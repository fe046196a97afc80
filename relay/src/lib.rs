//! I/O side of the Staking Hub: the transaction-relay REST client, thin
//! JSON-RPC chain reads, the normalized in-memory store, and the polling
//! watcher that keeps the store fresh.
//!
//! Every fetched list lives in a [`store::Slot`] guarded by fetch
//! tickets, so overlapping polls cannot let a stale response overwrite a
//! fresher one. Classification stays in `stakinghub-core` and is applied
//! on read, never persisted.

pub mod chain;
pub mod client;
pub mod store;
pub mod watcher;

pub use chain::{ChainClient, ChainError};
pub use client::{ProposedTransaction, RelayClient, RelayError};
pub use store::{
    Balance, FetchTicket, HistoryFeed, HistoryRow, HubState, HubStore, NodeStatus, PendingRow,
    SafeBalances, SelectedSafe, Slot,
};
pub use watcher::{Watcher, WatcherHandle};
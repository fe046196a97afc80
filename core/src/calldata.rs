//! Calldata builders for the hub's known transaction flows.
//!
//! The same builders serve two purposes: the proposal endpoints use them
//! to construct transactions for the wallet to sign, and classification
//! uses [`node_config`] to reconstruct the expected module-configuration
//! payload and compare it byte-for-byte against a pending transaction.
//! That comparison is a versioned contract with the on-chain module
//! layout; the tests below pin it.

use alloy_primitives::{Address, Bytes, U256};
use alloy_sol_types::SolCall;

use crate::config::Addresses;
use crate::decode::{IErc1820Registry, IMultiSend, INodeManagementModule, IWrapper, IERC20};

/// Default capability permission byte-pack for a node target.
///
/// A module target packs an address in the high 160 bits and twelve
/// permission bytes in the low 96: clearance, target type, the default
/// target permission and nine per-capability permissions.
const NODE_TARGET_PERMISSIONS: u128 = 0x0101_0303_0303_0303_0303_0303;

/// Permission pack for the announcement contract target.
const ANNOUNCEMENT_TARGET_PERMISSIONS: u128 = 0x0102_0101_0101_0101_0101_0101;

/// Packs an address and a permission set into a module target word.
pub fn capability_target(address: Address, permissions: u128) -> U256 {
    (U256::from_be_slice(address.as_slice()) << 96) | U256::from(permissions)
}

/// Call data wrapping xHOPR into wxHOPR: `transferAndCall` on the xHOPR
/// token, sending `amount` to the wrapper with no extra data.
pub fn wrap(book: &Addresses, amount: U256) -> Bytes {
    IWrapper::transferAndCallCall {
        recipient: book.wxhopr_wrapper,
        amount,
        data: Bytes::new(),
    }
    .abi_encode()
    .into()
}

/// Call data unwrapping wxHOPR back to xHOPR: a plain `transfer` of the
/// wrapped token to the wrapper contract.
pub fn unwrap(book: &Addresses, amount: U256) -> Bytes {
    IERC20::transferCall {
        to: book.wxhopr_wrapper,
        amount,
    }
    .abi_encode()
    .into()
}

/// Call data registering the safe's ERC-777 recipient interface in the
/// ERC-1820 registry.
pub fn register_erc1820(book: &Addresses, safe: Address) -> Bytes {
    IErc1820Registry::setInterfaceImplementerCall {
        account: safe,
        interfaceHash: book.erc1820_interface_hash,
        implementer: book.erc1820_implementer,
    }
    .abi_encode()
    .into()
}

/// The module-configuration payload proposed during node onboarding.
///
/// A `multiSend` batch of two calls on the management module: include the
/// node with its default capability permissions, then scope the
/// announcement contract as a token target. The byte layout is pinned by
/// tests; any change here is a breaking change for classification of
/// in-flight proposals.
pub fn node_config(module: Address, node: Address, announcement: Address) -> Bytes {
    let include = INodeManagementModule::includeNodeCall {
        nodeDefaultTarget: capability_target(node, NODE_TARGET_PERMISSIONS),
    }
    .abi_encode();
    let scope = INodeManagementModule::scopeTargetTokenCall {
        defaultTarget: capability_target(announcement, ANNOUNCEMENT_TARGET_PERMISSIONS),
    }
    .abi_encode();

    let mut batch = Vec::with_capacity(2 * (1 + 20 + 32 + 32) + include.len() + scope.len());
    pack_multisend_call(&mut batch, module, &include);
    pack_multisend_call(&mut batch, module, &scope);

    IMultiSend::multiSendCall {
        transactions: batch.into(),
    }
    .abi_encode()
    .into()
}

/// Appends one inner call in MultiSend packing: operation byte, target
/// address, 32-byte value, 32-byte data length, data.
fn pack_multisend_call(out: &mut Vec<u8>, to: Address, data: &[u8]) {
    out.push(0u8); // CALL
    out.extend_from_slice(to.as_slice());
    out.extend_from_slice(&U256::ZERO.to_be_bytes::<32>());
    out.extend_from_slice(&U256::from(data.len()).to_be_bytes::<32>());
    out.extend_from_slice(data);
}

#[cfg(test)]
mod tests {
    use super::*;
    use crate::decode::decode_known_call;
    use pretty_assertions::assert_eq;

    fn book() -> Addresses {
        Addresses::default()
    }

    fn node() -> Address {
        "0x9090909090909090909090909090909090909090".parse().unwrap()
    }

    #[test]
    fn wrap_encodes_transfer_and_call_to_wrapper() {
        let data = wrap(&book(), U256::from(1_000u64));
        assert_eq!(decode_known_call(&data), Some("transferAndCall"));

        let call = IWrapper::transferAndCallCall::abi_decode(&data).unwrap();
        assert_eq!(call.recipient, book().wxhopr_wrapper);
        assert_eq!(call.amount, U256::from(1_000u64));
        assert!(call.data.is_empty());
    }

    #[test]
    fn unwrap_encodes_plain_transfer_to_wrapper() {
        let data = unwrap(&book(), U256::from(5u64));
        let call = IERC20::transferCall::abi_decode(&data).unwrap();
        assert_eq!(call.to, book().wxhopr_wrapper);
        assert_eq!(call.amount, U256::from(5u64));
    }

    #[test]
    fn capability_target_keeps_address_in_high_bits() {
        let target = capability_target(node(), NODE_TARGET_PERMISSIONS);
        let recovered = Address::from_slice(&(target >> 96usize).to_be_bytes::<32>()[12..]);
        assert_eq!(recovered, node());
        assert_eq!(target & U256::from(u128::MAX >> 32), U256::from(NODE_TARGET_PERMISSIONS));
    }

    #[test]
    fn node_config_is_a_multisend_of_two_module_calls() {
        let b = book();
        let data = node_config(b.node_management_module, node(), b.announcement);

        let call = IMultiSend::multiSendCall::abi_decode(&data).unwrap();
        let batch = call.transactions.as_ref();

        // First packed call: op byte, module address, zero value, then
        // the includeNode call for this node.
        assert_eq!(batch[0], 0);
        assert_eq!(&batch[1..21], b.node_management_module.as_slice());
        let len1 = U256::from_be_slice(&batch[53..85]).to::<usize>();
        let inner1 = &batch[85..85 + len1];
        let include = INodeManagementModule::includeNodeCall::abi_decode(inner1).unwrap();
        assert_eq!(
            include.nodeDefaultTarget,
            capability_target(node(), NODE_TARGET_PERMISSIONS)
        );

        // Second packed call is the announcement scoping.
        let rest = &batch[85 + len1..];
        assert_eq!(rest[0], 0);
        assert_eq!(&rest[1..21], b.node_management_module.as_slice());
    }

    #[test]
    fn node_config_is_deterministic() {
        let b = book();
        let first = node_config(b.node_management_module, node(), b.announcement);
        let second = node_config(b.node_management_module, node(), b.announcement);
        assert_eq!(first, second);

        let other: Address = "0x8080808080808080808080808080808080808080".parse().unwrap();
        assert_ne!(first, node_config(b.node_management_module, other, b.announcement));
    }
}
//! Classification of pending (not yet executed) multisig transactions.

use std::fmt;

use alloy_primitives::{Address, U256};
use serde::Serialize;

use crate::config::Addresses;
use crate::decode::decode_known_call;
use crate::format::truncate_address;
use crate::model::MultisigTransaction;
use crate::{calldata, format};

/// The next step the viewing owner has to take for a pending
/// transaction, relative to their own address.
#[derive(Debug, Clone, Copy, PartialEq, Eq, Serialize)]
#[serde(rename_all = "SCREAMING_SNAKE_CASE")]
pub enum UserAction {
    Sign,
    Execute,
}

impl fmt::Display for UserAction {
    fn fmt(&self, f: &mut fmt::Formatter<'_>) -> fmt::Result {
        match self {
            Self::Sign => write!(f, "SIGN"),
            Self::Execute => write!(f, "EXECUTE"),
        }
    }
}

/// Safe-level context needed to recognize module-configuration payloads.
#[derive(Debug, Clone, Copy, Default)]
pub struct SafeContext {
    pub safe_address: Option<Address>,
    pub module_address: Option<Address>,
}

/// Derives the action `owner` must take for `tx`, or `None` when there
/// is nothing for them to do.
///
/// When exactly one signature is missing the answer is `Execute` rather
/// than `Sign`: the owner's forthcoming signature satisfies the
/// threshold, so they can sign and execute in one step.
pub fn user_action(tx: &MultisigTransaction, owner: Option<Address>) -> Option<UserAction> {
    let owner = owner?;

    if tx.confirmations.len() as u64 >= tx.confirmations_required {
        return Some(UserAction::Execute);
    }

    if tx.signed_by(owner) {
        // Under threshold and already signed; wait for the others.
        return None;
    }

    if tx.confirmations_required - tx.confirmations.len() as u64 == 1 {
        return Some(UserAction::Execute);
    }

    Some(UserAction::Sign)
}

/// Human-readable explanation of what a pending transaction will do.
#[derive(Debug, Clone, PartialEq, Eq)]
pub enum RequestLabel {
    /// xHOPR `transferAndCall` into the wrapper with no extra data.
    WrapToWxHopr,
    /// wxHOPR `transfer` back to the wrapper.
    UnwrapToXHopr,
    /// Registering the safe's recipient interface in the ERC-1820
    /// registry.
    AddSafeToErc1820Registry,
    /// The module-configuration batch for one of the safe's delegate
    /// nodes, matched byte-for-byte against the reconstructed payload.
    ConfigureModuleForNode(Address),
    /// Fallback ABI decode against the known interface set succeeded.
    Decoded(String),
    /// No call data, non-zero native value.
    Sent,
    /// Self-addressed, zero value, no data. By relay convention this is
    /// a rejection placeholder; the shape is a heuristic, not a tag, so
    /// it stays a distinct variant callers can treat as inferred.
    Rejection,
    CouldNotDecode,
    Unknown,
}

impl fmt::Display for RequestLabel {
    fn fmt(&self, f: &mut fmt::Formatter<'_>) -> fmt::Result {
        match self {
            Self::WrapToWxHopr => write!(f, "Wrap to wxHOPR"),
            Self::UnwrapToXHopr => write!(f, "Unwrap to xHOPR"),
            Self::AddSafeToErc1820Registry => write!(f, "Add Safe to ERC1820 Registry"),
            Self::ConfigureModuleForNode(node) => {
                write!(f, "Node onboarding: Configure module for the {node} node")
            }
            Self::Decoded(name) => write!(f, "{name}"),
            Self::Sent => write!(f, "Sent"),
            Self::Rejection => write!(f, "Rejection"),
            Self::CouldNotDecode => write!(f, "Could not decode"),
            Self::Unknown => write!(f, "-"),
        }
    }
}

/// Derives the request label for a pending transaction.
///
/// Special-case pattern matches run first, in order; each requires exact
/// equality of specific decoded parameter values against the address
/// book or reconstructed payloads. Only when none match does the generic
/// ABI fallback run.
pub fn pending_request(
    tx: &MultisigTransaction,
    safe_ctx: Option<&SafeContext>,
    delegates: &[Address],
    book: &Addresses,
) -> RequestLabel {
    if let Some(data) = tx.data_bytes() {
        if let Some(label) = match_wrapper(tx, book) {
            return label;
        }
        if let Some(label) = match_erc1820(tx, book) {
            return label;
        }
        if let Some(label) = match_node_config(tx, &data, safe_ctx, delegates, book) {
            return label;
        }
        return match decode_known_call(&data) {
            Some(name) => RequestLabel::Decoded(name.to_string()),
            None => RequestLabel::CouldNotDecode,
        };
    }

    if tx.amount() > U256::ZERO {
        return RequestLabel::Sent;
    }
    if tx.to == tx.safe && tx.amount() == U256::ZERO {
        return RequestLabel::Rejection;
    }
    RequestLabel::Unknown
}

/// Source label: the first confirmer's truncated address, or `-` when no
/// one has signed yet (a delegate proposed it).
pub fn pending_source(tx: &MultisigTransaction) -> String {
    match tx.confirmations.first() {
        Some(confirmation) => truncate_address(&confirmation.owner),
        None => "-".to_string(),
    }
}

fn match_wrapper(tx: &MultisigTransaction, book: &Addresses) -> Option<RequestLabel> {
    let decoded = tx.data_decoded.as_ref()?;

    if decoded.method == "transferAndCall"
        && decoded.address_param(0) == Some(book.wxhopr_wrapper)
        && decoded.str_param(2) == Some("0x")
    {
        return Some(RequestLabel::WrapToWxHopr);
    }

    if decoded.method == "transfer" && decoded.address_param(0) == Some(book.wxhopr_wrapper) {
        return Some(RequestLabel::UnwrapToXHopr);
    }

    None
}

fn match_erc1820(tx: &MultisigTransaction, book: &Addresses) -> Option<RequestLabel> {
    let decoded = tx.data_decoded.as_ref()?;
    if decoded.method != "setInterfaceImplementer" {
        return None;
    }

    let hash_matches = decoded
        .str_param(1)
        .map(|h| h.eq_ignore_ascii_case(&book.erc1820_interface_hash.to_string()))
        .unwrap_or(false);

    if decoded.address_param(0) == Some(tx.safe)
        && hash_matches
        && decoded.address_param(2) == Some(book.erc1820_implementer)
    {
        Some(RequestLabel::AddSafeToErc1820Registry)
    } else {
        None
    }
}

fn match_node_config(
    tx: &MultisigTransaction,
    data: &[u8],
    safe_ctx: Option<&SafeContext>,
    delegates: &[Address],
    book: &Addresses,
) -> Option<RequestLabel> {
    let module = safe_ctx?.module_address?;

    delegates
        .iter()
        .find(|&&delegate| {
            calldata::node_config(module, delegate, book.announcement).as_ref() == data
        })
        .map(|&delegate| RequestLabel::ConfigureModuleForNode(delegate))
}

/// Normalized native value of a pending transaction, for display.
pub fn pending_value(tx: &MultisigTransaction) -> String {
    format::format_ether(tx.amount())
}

....................

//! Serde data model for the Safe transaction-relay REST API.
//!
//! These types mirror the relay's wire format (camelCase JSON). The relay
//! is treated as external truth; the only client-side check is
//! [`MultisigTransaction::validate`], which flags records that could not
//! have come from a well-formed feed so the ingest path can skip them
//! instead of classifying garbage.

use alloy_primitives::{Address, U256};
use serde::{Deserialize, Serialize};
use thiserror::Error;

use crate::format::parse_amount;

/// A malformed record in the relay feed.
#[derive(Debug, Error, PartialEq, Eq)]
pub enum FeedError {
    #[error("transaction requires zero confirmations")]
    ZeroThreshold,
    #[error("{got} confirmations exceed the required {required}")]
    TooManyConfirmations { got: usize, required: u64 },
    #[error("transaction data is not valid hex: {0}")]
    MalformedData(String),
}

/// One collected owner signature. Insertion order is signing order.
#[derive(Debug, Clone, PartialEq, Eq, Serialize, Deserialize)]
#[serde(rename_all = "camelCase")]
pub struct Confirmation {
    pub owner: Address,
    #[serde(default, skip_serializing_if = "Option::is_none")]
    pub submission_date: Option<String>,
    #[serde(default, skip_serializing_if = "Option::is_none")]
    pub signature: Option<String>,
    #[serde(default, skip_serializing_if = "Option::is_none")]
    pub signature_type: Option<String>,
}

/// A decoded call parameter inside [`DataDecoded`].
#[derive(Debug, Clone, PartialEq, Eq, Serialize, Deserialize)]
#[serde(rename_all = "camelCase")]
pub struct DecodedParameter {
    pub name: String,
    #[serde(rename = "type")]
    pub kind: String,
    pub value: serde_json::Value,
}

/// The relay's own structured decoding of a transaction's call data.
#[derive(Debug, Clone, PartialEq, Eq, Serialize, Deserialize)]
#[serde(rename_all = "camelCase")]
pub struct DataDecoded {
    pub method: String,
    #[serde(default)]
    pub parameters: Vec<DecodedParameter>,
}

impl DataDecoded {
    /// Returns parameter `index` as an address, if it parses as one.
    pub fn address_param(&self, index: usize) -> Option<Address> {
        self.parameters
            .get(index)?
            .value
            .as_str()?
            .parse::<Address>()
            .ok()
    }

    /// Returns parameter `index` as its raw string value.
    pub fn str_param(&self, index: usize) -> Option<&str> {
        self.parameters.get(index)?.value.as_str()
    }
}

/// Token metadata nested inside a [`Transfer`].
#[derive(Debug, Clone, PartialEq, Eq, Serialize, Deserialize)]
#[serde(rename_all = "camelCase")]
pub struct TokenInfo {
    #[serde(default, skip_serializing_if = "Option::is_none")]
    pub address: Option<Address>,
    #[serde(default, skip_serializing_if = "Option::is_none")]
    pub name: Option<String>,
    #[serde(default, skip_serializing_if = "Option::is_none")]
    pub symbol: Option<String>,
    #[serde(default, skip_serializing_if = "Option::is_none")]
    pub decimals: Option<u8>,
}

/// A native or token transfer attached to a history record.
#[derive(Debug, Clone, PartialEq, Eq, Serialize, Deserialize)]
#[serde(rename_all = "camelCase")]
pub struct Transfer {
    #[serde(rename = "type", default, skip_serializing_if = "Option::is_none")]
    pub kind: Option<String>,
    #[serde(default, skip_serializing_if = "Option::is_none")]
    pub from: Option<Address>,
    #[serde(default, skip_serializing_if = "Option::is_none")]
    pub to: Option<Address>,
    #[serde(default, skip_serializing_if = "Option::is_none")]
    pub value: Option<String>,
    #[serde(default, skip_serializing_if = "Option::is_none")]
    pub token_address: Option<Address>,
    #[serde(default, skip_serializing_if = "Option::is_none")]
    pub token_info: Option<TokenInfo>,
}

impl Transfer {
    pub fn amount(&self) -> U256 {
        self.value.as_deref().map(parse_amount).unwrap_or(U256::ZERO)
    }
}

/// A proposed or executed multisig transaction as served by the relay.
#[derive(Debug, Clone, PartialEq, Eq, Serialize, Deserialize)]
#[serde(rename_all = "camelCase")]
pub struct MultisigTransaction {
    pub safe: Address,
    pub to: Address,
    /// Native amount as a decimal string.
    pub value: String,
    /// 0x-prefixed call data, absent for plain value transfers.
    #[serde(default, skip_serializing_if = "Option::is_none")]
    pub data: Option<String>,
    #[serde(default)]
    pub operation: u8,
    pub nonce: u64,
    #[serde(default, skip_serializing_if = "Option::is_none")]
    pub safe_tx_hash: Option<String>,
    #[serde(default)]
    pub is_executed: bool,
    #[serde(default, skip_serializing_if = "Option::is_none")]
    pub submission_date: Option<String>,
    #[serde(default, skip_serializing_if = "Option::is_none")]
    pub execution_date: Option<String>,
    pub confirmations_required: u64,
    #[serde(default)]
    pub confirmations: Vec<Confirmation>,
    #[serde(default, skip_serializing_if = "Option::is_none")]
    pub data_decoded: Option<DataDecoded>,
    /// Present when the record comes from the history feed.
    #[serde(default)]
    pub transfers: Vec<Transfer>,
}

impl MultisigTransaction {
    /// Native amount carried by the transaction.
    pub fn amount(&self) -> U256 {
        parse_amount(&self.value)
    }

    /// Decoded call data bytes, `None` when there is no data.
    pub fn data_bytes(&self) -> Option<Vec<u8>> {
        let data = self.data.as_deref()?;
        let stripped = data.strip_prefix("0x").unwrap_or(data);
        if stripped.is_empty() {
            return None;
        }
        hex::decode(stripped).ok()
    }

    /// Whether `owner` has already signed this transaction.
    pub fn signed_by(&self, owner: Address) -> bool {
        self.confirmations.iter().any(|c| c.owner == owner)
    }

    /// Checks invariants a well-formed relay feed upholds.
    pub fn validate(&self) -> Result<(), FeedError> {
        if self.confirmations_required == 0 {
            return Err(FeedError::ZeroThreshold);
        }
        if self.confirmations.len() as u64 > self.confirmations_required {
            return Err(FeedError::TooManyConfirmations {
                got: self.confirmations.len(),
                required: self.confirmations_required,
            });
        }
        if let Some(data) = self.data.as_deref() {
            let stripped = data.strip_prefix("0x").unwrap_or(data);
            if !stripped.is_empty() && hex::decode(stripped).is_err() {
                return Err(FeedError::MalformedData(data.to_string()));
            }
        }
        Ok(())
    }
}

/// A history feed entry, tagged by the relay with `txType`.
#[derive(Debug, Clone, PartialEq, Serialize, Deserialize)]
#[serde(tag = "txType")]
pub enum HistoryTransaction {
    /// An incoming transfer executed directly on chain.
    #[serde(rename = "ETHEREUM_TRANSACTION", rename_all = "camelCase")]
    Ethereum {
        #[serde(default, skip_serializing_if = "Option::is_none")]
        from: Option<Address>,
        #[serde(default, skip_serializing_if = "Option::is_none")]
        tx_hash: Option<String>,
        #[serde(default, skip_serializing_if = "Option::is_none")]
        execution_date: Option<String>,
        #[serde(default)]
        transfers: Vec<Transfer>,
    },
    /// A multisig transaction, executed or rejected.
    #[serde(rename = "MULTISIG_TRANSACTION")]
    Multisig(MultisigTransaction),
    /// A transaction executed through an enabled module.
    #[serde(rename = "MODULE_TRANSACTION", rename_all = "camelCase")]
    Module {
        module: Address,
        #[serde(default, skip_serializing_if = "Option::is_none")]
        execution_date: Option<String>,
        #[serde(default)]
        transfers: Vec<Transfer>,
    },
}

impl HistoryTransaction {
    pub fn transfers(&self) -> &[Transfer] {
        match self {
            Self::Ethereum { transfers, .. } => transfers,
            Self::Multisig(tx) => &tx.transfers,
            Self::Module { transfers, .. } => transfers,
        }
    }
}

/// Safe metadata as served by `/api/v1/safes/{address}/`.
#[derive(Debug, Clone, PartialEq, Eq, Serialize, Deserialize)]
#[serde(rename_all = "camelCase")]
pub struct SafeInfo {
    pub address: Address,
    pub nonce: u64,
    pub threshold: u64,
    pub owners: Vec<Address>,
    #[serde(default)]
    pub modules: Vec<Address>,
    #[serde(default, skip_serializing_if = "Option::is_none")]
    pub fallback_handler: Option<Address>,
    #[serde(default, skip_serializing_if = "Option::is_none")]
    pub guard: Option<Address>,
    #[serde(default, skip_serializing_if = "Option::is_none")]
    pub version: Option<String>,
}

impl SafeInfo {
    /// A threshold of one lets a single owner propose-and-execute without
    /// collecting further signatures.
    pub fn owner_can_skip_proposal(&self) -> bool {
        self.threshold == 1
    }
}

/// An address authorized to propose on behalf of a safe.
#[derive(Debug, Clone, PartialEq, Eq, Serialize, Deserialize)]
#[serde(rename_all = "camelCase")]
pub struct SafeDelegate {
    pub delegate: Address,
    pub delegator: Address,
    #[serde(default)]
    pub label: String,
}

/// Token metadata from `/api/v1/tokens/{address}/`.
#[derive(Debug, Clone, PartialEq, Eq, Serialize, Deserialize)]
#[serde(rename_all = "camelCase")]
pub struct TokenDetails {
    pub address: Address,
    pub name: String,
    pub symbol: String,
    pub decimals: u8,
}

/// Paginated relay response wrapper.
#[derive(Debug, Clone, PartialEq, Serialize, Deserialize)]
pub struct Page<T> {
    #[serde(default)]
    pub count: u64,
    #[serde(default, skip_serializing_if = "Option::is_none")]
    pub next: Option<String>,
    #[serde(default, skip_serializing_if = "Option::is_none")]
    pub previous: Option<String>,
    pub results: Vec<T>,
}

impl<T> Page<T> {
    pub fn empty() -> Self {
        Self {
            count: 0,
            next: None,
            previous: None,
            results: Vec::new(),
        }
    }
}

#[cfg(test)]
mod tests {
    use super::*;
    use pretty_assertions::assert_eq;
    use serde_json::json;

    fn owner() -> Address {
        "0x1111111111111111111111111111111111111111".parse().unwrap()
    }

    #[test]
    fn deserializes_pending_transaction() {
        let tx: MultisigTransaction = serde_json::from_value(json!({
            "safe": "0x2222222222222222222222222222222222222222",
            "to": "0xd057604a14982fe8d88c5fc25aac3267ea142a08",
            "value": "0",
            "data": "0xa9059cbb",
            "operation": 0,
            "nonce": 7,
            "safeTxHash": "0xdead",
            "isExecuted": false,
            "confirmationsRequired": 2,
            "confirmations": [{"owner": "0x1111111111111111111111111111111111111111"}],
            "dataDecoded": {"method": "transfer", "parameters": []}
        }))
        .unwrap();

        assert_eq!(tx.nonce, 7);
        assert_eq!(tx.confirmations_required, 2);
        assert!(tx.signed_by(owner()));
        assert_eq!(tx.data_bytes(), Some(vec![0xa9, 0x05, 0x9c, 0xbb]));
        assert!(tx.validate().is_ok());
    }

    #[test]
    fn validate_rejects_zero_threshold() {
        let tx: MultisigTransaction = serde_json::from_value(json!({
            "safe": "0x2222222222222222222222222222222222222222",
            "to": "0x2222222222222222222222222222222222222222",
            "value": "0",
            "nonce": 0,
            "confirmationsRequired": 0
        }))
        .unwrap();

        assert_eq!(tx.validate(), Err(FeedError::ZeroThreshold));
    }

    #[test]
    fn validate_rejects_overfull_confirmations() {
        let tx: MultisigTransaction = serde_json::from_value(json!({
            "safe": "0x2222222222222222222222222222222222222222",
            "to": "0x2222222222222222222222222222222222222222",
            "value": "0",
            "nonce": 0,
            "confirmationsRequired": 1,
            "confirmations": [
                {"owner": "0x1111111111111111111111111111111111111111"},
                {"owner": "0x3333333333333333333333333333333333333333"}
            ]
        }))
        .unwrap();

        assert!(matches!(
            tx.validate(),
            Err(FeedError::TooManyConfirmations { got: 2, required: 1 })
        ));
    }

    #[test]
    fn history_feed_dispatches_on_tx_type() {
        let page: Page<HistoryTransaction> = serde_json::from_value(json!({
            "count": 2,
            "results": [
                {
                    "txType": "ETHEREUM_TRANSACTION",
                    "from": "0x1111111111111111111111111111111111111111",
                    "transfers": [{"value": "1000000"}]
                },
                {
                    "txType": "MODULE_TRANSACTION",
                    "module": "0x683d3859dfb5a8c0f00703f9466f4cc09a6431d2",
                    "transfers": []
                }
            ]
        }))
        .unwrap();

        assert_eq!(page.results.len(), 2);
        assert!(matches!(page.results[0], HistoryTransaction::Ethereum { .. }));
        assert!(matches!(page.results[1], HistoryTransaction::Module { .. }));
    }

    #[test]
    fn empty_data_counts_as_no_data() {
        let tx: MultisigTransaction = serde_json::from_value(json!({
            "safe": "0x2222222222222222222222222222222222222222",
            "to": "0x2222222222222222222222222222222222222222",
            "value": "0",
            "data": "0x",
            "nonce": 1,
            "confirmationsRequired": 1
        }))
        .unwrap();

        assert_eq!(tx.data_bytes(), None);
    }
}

....................

**PROBLEM TO WORK ON**
Set down exactly the lines of the data above, beginning with the line that has "executed or rejected." and ending with the line that has "Safe metadata as", and no others.

**EXERCISE ANSWER**
    /// A multisig transaction, executed or rejected.
    #[serde(rename = "MULTISIG_TRANSACTION")]
    Multisig(MultisigTransaction),
    /// A transaction executed through an enabled module.
    #[serde(rename = "MODULE_TRANSACTION", rename_all = "camelCase")]
    Module {
        module: Address,
        #[serde(default, skip_serializing_if = "Option::is_none")]
        execution_date: Option<String>,
        #[serde(default)]
        transfers: Vec<Transfer>,
    },
}

impl HistoryTransaction {
    pub fn transfers(&self) -> &[Transfer] {
        match self {
            Self::Ethereum { transfers, .. } => transfers,
            Self::Multisig(tx) => &tx.transfers,
            Self::Module { transfers, .. } => transfers,
        }
    }
}

/// Safe metadata as served by `/api/v1/safes/{address}/`.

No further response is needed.